According to the Times:

The documents, taken at face value, suggest that American spies had designed hacking tools that could breach almost anything connected to the internet — smartphones, computers, televisions — and had even found a way to compromise Apple and Android devices. But whether the CIA had successfully built and employed them to conduct espionage remained unclear on Wednesday.

“It looks like really the backbone of their network exploitation kit,” a source cited as “a former hacker who worked for the National Security Agency” told the Washington Post.

But, as the Times also pointed out, much of what’s in the leak appears to affect older devices with “known security flaws.” 

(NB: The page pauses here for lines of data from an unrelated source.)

//! Immutable point-in-time index state and its binary encoding.
//!
//! A snapshot file is a single [`StructWriter`] stream:
//!
//! ```text
//! magic "LUCS" | version | generation | next_doc_id
//! doc_count  { doc_id  field_count { name  tag  value } }
//! field_count { name  term_count { text  posting_len  delta-encoded ids } }
//! tombstone_bits  tombstone_bytes
//! crc32
//! ```

use crate::document::{FieldValue, StoredDocument};
use crate::error::{LucernaError, Result};
use crate::index::deletion::DeletionBitmap;
use crate::index::posting::InvertedIndex;
use crate::index::store::DocumentStore;
use crate::storage::{StorageInput, StorageOutput, StructReader, StructWriter};

pub(crate) const SNAPSHOT_MAGIC: u32 = u32::from_le_bytes(*b"LUCS");
pub(crate) const SNAPSHOT_VERSION: u32 = 1;

const TAG_TEXT: u8 = 0;
const TAG_INTEGER: u8 = 1;
const TAG_BINARY: u8 = 2;

/// Everything a reader needs: stored documents, postings, tombstones, the
/// id counter and the commit generation.
///
/// Published snapshots are shared as `Arc<Snapshot>` and never mutated; the
/// writer works on its own copy.
#[derive(Debug, Clone, Default, PartialEq, Eq)]
pub struct Snapshot {
    pub(crate) generation: u64,
    pub(crate) next_doc_id: u64,
    pub(crate) store: DocumentStore,
    pub(crate) postings: InvertedIndex,
    pub(crate) deletions: DeletionBitmap,
}

impl Snapshot {
    /// An empty generation-0 snapshot.
    pub fn empty() -> Self {
        Snapshot::default()
    }

    pub fn generation(&self) -> u64 {
        self.generation
    }

    /// The id the next added document will get.
    pub fn next_doc_id(&self) -> u64 {
        self.next_doc_id
    }

    /// Number of document slots, including tombstoned ones.
    pub fn max_doc(&self) -> u64 {
        self.store.len() as u64
    }

    /// Number of live documents.
    pub fn num_docs(&self) -> u64 {
        self.max_doc() - self.deletions.deleted_count()
    }

    pub fn has_deletions(&self) -> bool {
        self.deletions.has_deletions()
    }

    /// Whether `doc_id` names a document that is present and not deleted.
    pub fn is_live(&self, doc_id: u64) -> bool {
        self.store.contains(doc_id) && !self.deletions.is_deleted(doc_id)
    }

    pub fn store(&self) -> &DocumentStore {
        &self.store
    }

    pub fn postings(&self) -> &InvertedIndex {
        &self.postings
    }

    pub fn deletions(&self) -> &DeletionBitmap {
        &self.deletions
    }

    /// Write the snapshot. The writer is closed, appending the checksum.
    pub fn encode<W: StorageOutput>(&self, mut writer: StructWriter<W>) -> Result<()> {
        writer.write_u32(SNAPSHOT_MAGIC)?;
        writer.write_u32(SNAPSHOT_VERSION)?;
        writer.write_u64(self.generation)?;
        writer.write_u64(self.next_doc_id)?;

        let doc_ids = self.store.doc_ids();
        writer.write_varint(doc_ids.len() as u64)?;
        for doc_id in doc_ids {
            writer.write_varint(doc_id)?;
            let fields = self
                .store
                .document(doc_id)
                .map(StoredDocument::fields)
                .unwrap_or_default();
            writer.write_varint(fields.len() as u64)?;
            for (name, value) in fields {
                writer.write_string(name)?;
                write_value(&mut writer, value)?;
            }
        }

        let field_names: Vec<&str> = self.postings.field_names().collect();
        writer.write_varint(field_names.len() as u64)?;
        for field in field_names {
            writer.write_string(field)?;
            let terms: Vec<(&str, &[u64])> = self
                .postings
                .iter()
                .filter(|(f, _, _)| *f == field)
                .map(|(_, text, postings)| (text, postings))
                .collect();
            writer.write_varint(terms.len() as u64)?;
            for (text, postings) in terms {
                writer.write_string(text)?;
                writer.write_varint(postings.len() as u64)?;
                let mut previous = 0;
                for &doc_id in postings {
                    writer.write_varint(doc_id - previous)?;
                    previous = doc_id;
                }
            }
        }

        writer.write_varint(self.deletions.bit_len() as u64)?;
        writer.write_bytes(&self.deletions.to_bytes())?;

        writer.close()
    }

    /// Read and verify a snapshot.
    pub fn decode<R: StorageInput>(mut reader: StructReader<R>) -> Result<Self> {
        let magic = reader.read_u32()?;
        if magic != SNAPSHOT_MAGIC {
            return Err(LucernaError::storage(format!(
                "Invalid snapshot magic: {magic:#010x}"
            )));
        }
        let version = reader.read_u32()?;
        if version != SNAPSHOT_VERSION {
            return Err(LucernaError::storage(format!(
                "Unsupported snapshot version: {version}"
            )));
        }

        let generation = reader.read_u64()?;
        let next_doc_id = reader.read_u64()?;

        let mut store = DocumentStore::new();
        let doc_count = reader.read_varint()?;
        for _ in 0..doc_count {
            let doc_id = reader.read_varint()?;
            if doc_id >= next_doc_id {
                return Err(corrupt(format!(
                    "document id {doc_id} beyond id counter {next_doc_id}"
                )));
            }
            let field_count = reader.read_varint()?;
            let mut stored = StoredDocument::new();
            for _ in 0..field_count {
                let name = reader.read_string()?;
                let value = read_value(&mut reader)?;
                stored.push(name, value);
            }
            store.insert(doc_id, stored);
        }

        let mut postings = InvertedIndex::new();
        let field_count = reader.read_varint()?;
        for _ in 0..field_count {
            let field = reader.read_string()?;
            let term_count = reader.read_varint()?;
            for _ in 0..term_count {
                let text = reader.read_string()?;
                let len = reader.read_varint()?;
                let mut ids = Vec::new();
                let mut previous = 0u64;
                for i in 0..len {
                    let delta = reader.read_varint()?;
                    if i > 0 && delta == 0 {
                        return Err(corrupt(format!("duplicate posting in {field}:{text}")));
                    }
                    let doc_id = previous
                        .checked_add(delta)
                        .filter(|id| store.contains(*id))
                        .ok_or_else(|| corrupt(format!("dangling posting in {field}:{text}")))?;
                    ids.push(doc_id);
                    previous = doc_id;
                }
                postings.insert_postings(&field, text, ids);
            }
        }

        let bit_len = reader.read_varint()?;
        let bytes = reader.read_bytes()?;
        if (bytes.len() as u64) < bit_len.div_ceil(8) {
            return Err(corrupt("tombstone bitmap shorter than its bit length"));
        }
        let deletions = DeletionBitmap::from_bytes(&bytes, bit_len as usize);
        if let Some(doc_id) = deletions
            .deleted_docs()
            .into_iter()
            .find(|id| !store.contains(*id))
        {
            return Err(corrupt(format!("tombstone for unknown document {doc_id}")));
        }

        reader.verify_checksum()?;

        Ok(Snapshot {
            generation,
            next_doc_id,
            store,
            postings,
            deletions,
        })
    }
}

fn corrupt<S: Into<String>>(msg: S) -> LucernaError {
    LucernaError::storage(format!("Corrupt snapshot: {}", msg.into()))
}

fn write_value<W: StorageOutput>(writer: &mut StructWriter<W>, value: &FieldValue) -> Result<()> {
    match value {
        FieldValue::Text(text) => {
            writer.write_u8(TAG_TEXT)?;
            writer.write_string(text)
        }
        FieldValue::Integer(i) => {
            writer.write_u8(TAG_INTEGER)?;
            writer.write_u64(*i as u64)
        }
        FieldValue::Binary(bytes) => {
            writer.write_u8(TAG_BINARY)?;
            writer.write_bytes(bytes)
        }
    }
}

fn read_value<R: StorageInput>(reader: &mut StructReader<R>) -> Result<FieldValue> {
    match reader.read_u8()? {
        TAG_TEXT => Ok(FieldValue::Text(reader.read_string()?)),
        TAG_INTEGER => Ok(FieldValue::Integer(reader.read_u64()? as i64)),
        TAG_BINARY => Ok(FieldValue::Binary(reader.read_bytes()?)),
        tag => Err(corrupt(format!("unknown field value tag {tag}"))),
    }
}

#[cfg(test)]
mod tests {
    use super::*;
    use crate::document::Document;
    use crate::storage::{MemoryStorage, Storage};

    fn sample() -> Snapshot {
        let mut snapshot = Snapshot::empty();
        snapshot.generation = 3;

        let docs = [
            Document::builder()
                .add_keyword("id", "1")
                .add_text("city", "Amsterdam")
                .add_stored("cover", vec![0u8, 159, 255])
                .build(),
            Document::builder()
                .add_keyword("id", "2")
                .add_integer("year", -12)
                .add_unstored("contents", "canals")
                .build(),
        ];
        for (doc_id, doc) in docs.iter().enumerate() {
            let doc_id = doc_id as u64;
            snapshot.store.put(doc_id, doc).unwrap();
            snapshot.postings.add_postings(doc_id, "id", [(doc_id + 1).to_string()]);
            snapshot.postings.add_postings(doc_id, "contents", ["has"]);
        }
        snapshot.next_doc_id = 2;
        snapshot.deletions.delete_document(1);
        snapshot
    }

    fn write(storage: &MemoryStorage, snapshot: &Snapshot) {
        let output = storage.create_output("snap").unwrap();
        snapshot.encode(StructWriter::new(output)).unwrap();
    }

    fn read(storage: &MemoryStorage) -> Result<Snapshot> {
        let input = storage.open_input("snap")?;
        Snapshot::decode(StructReader::new(input)?)
    }

    #[test]
    fn test_encode_decode() {
        let storage = MemoryStorage::new_default();
        let snapshot = sample();
        write(&storage, &snapshot);

        let decoded = read(&storage).unwrap();
        assert_eq!(decoded, snapshot);
        assert_eq!(decoded.max_doc(), 2);
        assert_eq!(decoded.num_docs(), 1);
        assert_eq!(decoded.postings.lookup("contents", "has"), &[0, 1]);
        assert_eq!(decoded.store.get(1, "year"), Some(&FieldValue::Integer(-12)));
    }

    #[test]
    fn test_empty_snapshot() {
        let storage = MemoryStorage::new_default();
        write(&storage, &Snapshot::empty());

        let decoded = read(&storage).unwrap();
        assert_eq!(decoded.generation(), 0);
        assert_eq!(decoded.max_doc(), 0);
        assert!(!decoded.has_deletions());
    }

    #[test]
    fn test_flipped_byte_is_rejected() {
        let storage = MemoryStorage::new_default();
        write(&storage, &sample());

        let mut raw = storage.get_raw("snap").unwrap();
        let middle = raw.len() / 2;
        raw[middle] ^= 0x01;
        storage.put_raw("snap", raw);

        assert!(matches!(read(&storage), Err(LucernaError::Storage(_))));
    }

    #[test]
    fn test_wrong_magic_is_rejected() {
        let storage = MemoryStorage::new_default();
        write(&storage, &sample());

        let mut raw = storage.get_raw("snap").unwrap();
        raw[..4].copy_from_slice(b"NOPE");
        storage.put_raw("snap", raw);

        let err = read(&storage).unwrap_err();
        assert!(err.to_string().contains("magic"));
    }

    #[test]
    fn test_tombstone_without_document_is_rejected() {
        let storage = MemoryStorage::new_default();
        let mut snapshot = sample();
        snapshot.next_doc_id = 100;
        snapshot.deletions.delete_document(99);
        write(&storage, &snapshot);

        let err = read(&storage).unwrap_err();
        assert!(matches!(err, LucernaError::Storage(_)));
        assert!(err.to_string().contains("tombstone for unknown document 99"));
    }

    #[test]
    fn test_liveness() {
        let snapshot = sample();
        assert!(snapshot.is_live(0));
        assert!(!snapshot.is_live(1));
        assert!(!snapshot.is_live(7));
    }
}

One document, for instance, purports to show how the CIA allows agents to “rapidly copy 3.5" floppy disks in a covert manner.” Two others purport to show how the CIA hacks devices running iOS, such as iPhones and iPads, and Android devices.

Fred Dufour/AFP

"Already patched"

Apple says it’s already fixed most of the issues identified by WikiLeaks. “While our initial analysis indicates that many of the issues leaked today were already patched in the latest iOS, we will continue work to rapidly address any identified vulnerabilities,” the company told TechCrunch.

"We are aware of the report and are looking into it," a spokesman from Microsoft told BBC News.

WikiLeaks claims to have released less than 1% of the documents in its possession. If the group is sitting on documents that show how the CIA exploits more modern devices, such a leak could prove damaging both to the agency’s reputation and to its ability to gather intelligence.